Clínicas e laboratórios ampliam procura por equipes especializadas em higienização e biossegurança
Cresce necessidade de protocolos específicos de limpeza, desinfecção e gerenciamento de resíduos em serviços de saúde
A higienização de clínicas, laboratórios e outros serviços de saúde exige procedimentos que vão além da limpeza convencional. Protocolos de desinfecção, manejo de resíduos, prevenção de contaminações e atuação em áreas críticas têm levado empresas do setor a investir na formação específica dos profissionais que trabalham nesses ambientes.

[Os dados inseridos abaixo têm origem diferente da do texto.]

//! Row store backends: file-backed records and an in-memory map.

use bytes::{Buf, BufMut, Bytes};
use kestrel_common::{KestrelError, Result, RowPos, StoreConfig, TableId};
use parking_lot::Mutex;
use std::collections::HashMap;
use std::fs::{File, OpenOptions};
use std::io::{Read, Seek, SeekFrom, Write};
use std::path::PathBuf;
use std::sync::atomic::{AtomicU64, Ordering};

/// How a table's rows are persisted.
#[derive(Debug, Clone, Copy, PartialEq, Eq)]
pub enum StorageMode {
    /// Rows live only in memory; positions are synthetic.
    Memory,
    /// Rows live in a data file and pass through the row cache.
    Cached,
}

/// Persistence boundary for encoded row records, addressed by position.
///
/// Positions are allocated once and stable for the row's lifetime; a
/// record is rewritten in place (its size never grows after allocation).
pub trait RowStore: Send + Sync {
    /// Reads the record at `pos`. `RowNotFound` if the position was never
    /// allocated or has been removed.
    fn read_row(&self, pos: RowPos) -> Result<Bytes>;

    /// Writes the record at `pos`. The payload must fit the allocation.
    fn write_row(&self, pos: RowPos, data: &[u8]) -> Result<()>;

    /// Reserves space for a record of `size` bytes and returns its position.
    fn allocate(&self, size: usize) -> Result<RowPos>;

    /// Removes the record at `pos`. Removing an absent record is a no-op.
    fn remove(&self, pos: RowPos) -> Result<()>;

    /// Flushes buffered writes to the backing medium.
    fn sync(&self) -> Result<()>;
}

/// Record header: allocated payload length in the low 31 bits; the high
/// bit marks a removed record.
const RECORD_HEADER_SIZE: u64 = 4;
const TOMBSTONE_BIT: u32 = 1 << 31;

/// File-backed row store, one data file per table.
///
/// Record layout at each allocated position: `[len: u32][payload]`.
/// Allocation appends; removal flags the header in place, leaving a hole
/// (space reclamation belongs to the external maintenance layer).
pub struct FileRowStore {
    path: PathBuf,
    fsync_enabled: bool,
    inner: Mutex<FileInner>,
}

struct FileInner {
    file: File,
    /// End-of-file offset where the next allocation lands.
    end: u64,
    /// Allocated payload capacity per position, for write bounds checks.
    allocations: HashMap<u64, u32>,
}

impl FileRowStore {
    /// Opens or creates the data file for `table` under the config's
    /// data directory.
    pub fn open(config: &StoreConfig, table: TableId) -> Result<Self> {
        std::fs::create_dir_all(&config.data_dir)?;
        let path = config.data_dir.join(format!("{:08}.dat", table.0));

        let file = OpenOptions::new()
            .read(true)
            .write(true)
            .create(true)
            .open(&path)?;
        let end = file.metadata()?.len();

        let mut store = Self {
            path,
            fsync_enabled: config.fsync_enabled,
            inner: Mutex::new(FileInner {
                file,
                end,
                allocations: HashMap::new(),
            }),
        };
        store.scan_allocations()?;
        Ok(store)
    }

    pub fn path(&self) -> &PathBuf {
        &self.path
    }

    /// Rebuilds the allocation map by walking the record headers of an
    /// existing file.
    fn scan_allocations(&mut self) -> Result<()> {
        let inner = self.inner.get_mut();
        let mut offset = 0u64;
        while offset + RECORD_HEADER_SIZE <= inner.end {
            inner.file.seek(SeekFrom::Start(offset))?;
            let mut header = [0u8; 4];
            inner.file.read_exact(&mut header)?;
            let raw = (&header[..]).get_u32_le();
            let len = raw & !TOMBSTONE_BIT;
            if len == 0 {
                // Torn allocation at the tail of the file.
                inner.end = offset;
                break;
            }
            if raw & TOMBSTONE_BIT == 0 {
                inner.allocations.insert(offset, len);
            }
            offset += RECORD_HEADER_SIZE + len as u64;
        }
        Ok(())
    }
}

impl RowStore for FileRowStore {
    fn read_row(&self, pos: RowPos) -> Result<Bytes> {
        let mut inner = self.inner.lock();

        if !inner.allocations.contains_key(&pos.0) {
            return Err(KestrelError::RowNotFound { pos: pos.0 });
        }

        inner.file.seek(SeekFrom::Start(pos.0))?;
        let mut header = [0u8; 4];
        inner.file.read_exact(&mut header)?;
        let raw = (&header[..]).get_u32_le();
        let len = raw & !TOMBSTONE_BIT;
        if len == 0 || raw & TOMBSTONE_BIT != 0 {
            return Err(KestrelError::RowNotFound { pos: pos.0 });
        }

        let mut payload = vec![0u8; len as usize];
        inner.file.read_exact(&mut payload)?;
        Ok(Bytes::from(payload))
    }

    fn write_row(&self, pos: RowPos, data: &[u8]) -> Result<()> {
        let mut inner = self.inner.lock();

        let capacity = *inner
            .allocations
            .get(&pos.0)
            .ok_or(KestrelError::RowNotFound { pos: pos.0 })?;
        if data.len() > capacity as usize {
            return Err(KestrelError::Codec(format!(
                "record of {} bytes exceeds allocation of {} at {}",
                data.len(),
                capacity,
                pos
            )));
        }

        let mut buf = Vec::with_capacity(RECORD_HEADER_SIZE as usize + data.len());
        buf.put_u32_le(capacity);
        buf.put_slice(data);

        inner.file.seek(SeekFrom::Start(pos.0))?;
        inner.file.write_all(&buf)?;
        if self.fsync_enabled {
            inner.file.sync_data()?;
        }
        Ok(())
    }

    fn allocate(&self, size: usize) -> Result<RowPos> {
        if size == 0 || size >= TOMBSTONE_BIT as usize {
            return Err(KestrelError::InvalidParameter {
                name: "record size".to_string(),
                value: size.to_string(),
            });
        }

        let mut inner = self.inner.lock();
        let pos = inner.end;

        // Write the header immediately so a scan can walk over the
        // reservation even before the first record write.
        let mut header = [0u8; 4];
        (&mut header[..]).put_u32_le(size as u32);
        inner.file.seek(SeekFrom::Start(pos))?;
        inner.file.write_all(&header)?;

        inner.end = pos + RECORD_HEADER_SIZE + size as u64;
        inner.allocations.insert(pos, size as u32);
        Ok(RowPos(pos))
    }

    fn remove(&self, pos: RowPos) -> Result<()> {
        let mut inner = self.inner.lock();
        let capacity = match inner.allocations.remove(&pos.0) {
            Some(capacity) => capacity,
            None => return Ok(()),
        };

        let mut header = [0u8; 4];
        (&mut header[..]).put_u32_le(capacity | TOMBSTONE_BIT);
        inner.file.seek(SeekFrom::Start(pos.0))?;
        inner.file.write_all(&header)?;
        if self.fsync_enabled {
            inner.file.sync_data()?;
        }
        Ok(())
    }

    fn sync(&self) -> Result<()> {
        let inner = self.inner.lock();
        inner.file.sync_data()?;
        Ok(())
    }
}

/// In-memory row store with synthetic positions, for `StorageMode::Memory`
/// tables and tests.
pub struct MemRowStore {
    next_pos: AtomicU64,
    rows: Mutex<HashMap<RowPos, Bytes>>,
}

impl MemRowStore {
    pub fn new() -> Self {
        Self {
            next_pos: AtomicU64::new(0),
            rows: Mutex::new(HashMap::new()),
        }
    }

    /// Number of stored records.
    pub fn len(&self) -> usize {
        self.rows.lock().len()
    }

    pub fn is_empty(&self) -> bool {
        self.rows.lock().is_empty()
    }
}

impl Default for MemRowStore {
    fn default() -> Self {
        Self::new()
    }
}

impl RowStore for MemRowStore {
    fn read_row(&self, pos: RowPos) -> Result<Bytes> {
        match self.rows.lock().get(&pos) {
            Some(bytes) if !bytes.is_empty() => Ok(bytes.clone()),
            _ => Err(KestrelError::RowNotFound { pos: pos.0 }),
        }
    }

    fn write_row(&self, pos: RowPos, data: &[u8]) -> Result<()> {
        self.rows
            .lock()
            .insert(pos, Bytes::copy_from_slice(data));
        Ok(())
    }

    fn allocate(&self, _size: usize) -> Result<RowPos> {
        let pos = RowPos(self.next_pos.fetch_add(1, Ordering::Relaxed));
        // Reserve the position with an empty record so reads before the
        // first write fail as not-found rather than panicking.
        self.rows.lock().insert(pos, Bytes::new());
        Ok(pos)
    }

    fn remove(&self, pos: RowPos) -> Result<()> {
        self.rows.lock().remove(&pos);
        Ok(())
    }

    fn sync(&self) -> Result<()> {
        Ok(())
    }
}

#[cfg(test)]
mod tests {
    use super::*;
    use tempfile::TempDir;

    fn file_store(dir: &TempDir) -> FileRowStore {
        let config = StoreConfig {
            data_dir: dir.path().to_path_buf(),
            fsync_enabled: false,
        };
        FileRowStore::open(&config, TableId(1)).unwrap()
    }

    #[test]
    fn test_file_store_write_read() {
        let dir = TempDir::new().unwrap();
        let store = file_store(&dir);

        let pos = store.allocate(5).unwrap();
        store.write_row(pos, b"hello").unwrap();

        assert_eq!(store.read_row(pos).unwrap().as_ref(), b"hello");
    }

    #[test]
    fn test_file_store_positions_advance() {
        let dir = TempDir::new().unwrap();
        let store = file_store(&dir);

        let a = store.allocate(10).unwrap();
        let b = store.allocate(10).unwrap();
        assert_eq!(b.0, a.0 + 4 + 10);
    }

    #[test]
    fn test_file_store_read_unallocated() {
        let dir = TempDir::new().unwrap();
        let store = file_store(&dir);

        let err = store.read_row(RowPos(999)).unwrap_err();
        assert!(matches!(err, KestrelError::RowNotFound { pos: 999 }));
    }

    #[test]
    fn test_file_store_write_oversized_rejected() {
        let dir = TempDir::new().unwrap();
        let store = file_store(&dir);

        let pos = store.allocate(4).unwrap();
        let err = store.write_row(pos, b"too big").unwrap_err();
        assert!(matches!(err, KestrelError::Codec(_)));
    }

    #[test]
    fn test_file_store_shorter_rewrite_keeps_allocation() {
        let dir = TempDir::new().unwrap();
        let store = file_store(&dir);

        let pos = store.allocate(8).unwrap();
        store.write_row(pos, b"12345678").unwrap();
        store.write_row(pos, b"abc").unwrap();

        // The header keeps the allocated length; the payload prefix is
        // what changed. Reads return the full allocation.
        let read = store.read_row(pos).unwrap();
        assert_eq!(&read[..3], b"abc");
        assert_eq!(read.len(), 8);
    }

    #[test]
    fn test_file_store_remove_tombstones() {
        let dir = TempDir::new().unwrap();
        let store = file_store(&dir);

        let pos = store.allocate(5).unwrap();
        store.write_row(pos, b"hello").unwrap();
        store.remove(pos).unwrap();

        assert!(matches!(
            store.read_row(pos).unwrap_err(),
            KestrelError::RowNotFound { .. }
        ));
        // Removing again is a no-op.
        store.remove(pos).unwrap();
    }

    #[test]
    fn test_file_store_reopen_recovers_allocations() {
        let dir = TempDir::new().unwrap();
        let (a, b);
        {
            let store = file_store(&dir);
            a = store.allocate(5).unwrap();
            b = store.allocate(3).unwrap();
            store.write_row(a, b"alpha").unwrap();
            store.write_row(b, b"bee").unwrap();
            store.sync().unwrap();
        }

        let store = file_store(&dir);
        assert_eq!(&store.read_row(a).unwrap()[..], b"alpha");
        assert_eq!(&store.read_row(b).unwrap()[..], b"bee");

        // New allocations land past the recovered records.
        let c = store.allocate(2).unwrap();
        assert!(c.0 >= b.0 + 4 + 3);
    }

    #[test]
    fn test_file_store_reopen_skips_tombstones() {
        let dir = TempDir::new().unwrap();
        let (a, b, c);
        {
            let store = file_store(&dir);
            a = store.allocate(3).unwrap();
            b = store.allocate(3).unwrap();
            c = store.allocate(3).unwrap();
            store.write_row(a, b"aaa").unwrap();
            store.write_row(b, b"bbb").unwrap();
            store.write_row(c, b"ccc").unwrap();
            store.remove(b).unwrap();
        }

        let store = file_store(&dir);
        assert_eq!(&store.read_row(a).unwrap()[..], b"aaa");
        assert!(store.read_row(b).is_err());
        // The scan walks over the hole and finds the record behind it.
        assert_eq!(&store.read_row(c).unwrap()[..], b"ccc");
    }

    #[test]
    fn test_mem_store_roundtrip() {
        let store = MemRowStore::new();

        let a = store.allocate(0).unwrap();
        let b = store.allocate(0).unwrap();
        assert_ne!(a, b);

        store.write_row(a, b"one").unwrap();
        assert_eq!(store.read_row(a).unwrap().as_ref(), b"one");

        store.remove(a).unwrap();
        assert!(store.read_row(a).is_err());
        assert_eq!(store.len(), 1);
    }
}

Na Grande Florianópolis, a Orsegups concluiu a capacitação de 90 colaboradores para atuação em serviços de limpeza técnica em clínicas e laboratórios. Atualmente, a empresa atende diversas instituições desse segmento e considera a área estratégica para a ampliação de suas operações.
O treinamento incluiu procedimentos operacionais padrão, técnicas de desinfecção e descontaminação, limpeza concorrente, realizada enquanto o ambiente permanece em funcionamento, e limpeza terminal, executada de forma mais completa após a desocupação da área ou conforme a programação da instituição.
Os profissionais também foram orientados sobre segregação, manejo e fluxo de resíduos biológicos, além dos cuidados exigidos em áreas consideradas críticas pelo risco de contaminação e pelo perfil dos procedimentos realizados. Durante a capacitação, os participantes receberam orientações sobre as exigências sanitárias aplicáveis aos serviços de saúde.
As orientações basearam-se no Manual da Agência Nacional de Vigilância Sanitária (Anvisa), que estabelece que a limpeza deve sempre anteceder a desinfecção. O documento determina procedimentos específicos para cada nível de risco, diferenciando a limpeza terminal (realizada com o ambiente desocupado) da concorrente (feita durante o funcionamento), garantindo a segurança contínua durante o atendimento.
“A atuação em uma clínica ou laboratório exige conhecimento sobre a realidade de cada ambiente, os fluxos internos e os protocolos definidos pela instituição. Não se trata apenas de executar a limpeza, mas de compreender como esse trabalho integra as barreiras de prevenção e segurança”, explica o gerente de Operações da Orsegups, Carlos Augusto Cabral Faraco.
Segundo a OMS, infecções hospitalares afetam 7 em cada 100 pacientes em países de alta renda e 15 nos de baixa e média renda. No entanto, programas eficazes de prevenção, como higiene das mãos, limpeza do ambiente e treinamento das equipes, podem reduzir esses casos em até 70%.
Para Faraco, a terceirização desse serviço precisa considerar as particularidades do setor de saúde. “Uma equipe preparada consegue seguir os protocolos da instituição com mais padronização, identificar os procedimentos adequados para cada área e realizar o gerenciamento de resíduos conforme as normas sanitárias. Isso reduz falhas operacionais e reforça a segurança de pacientes e profissionais”, afirma.
Além do cumprimento das exigências sanitárias, processos estruturados de higienização também são considerados pelas instituições que buscam manter padrões de qualidade e avançar em programas de certificação e acreditação.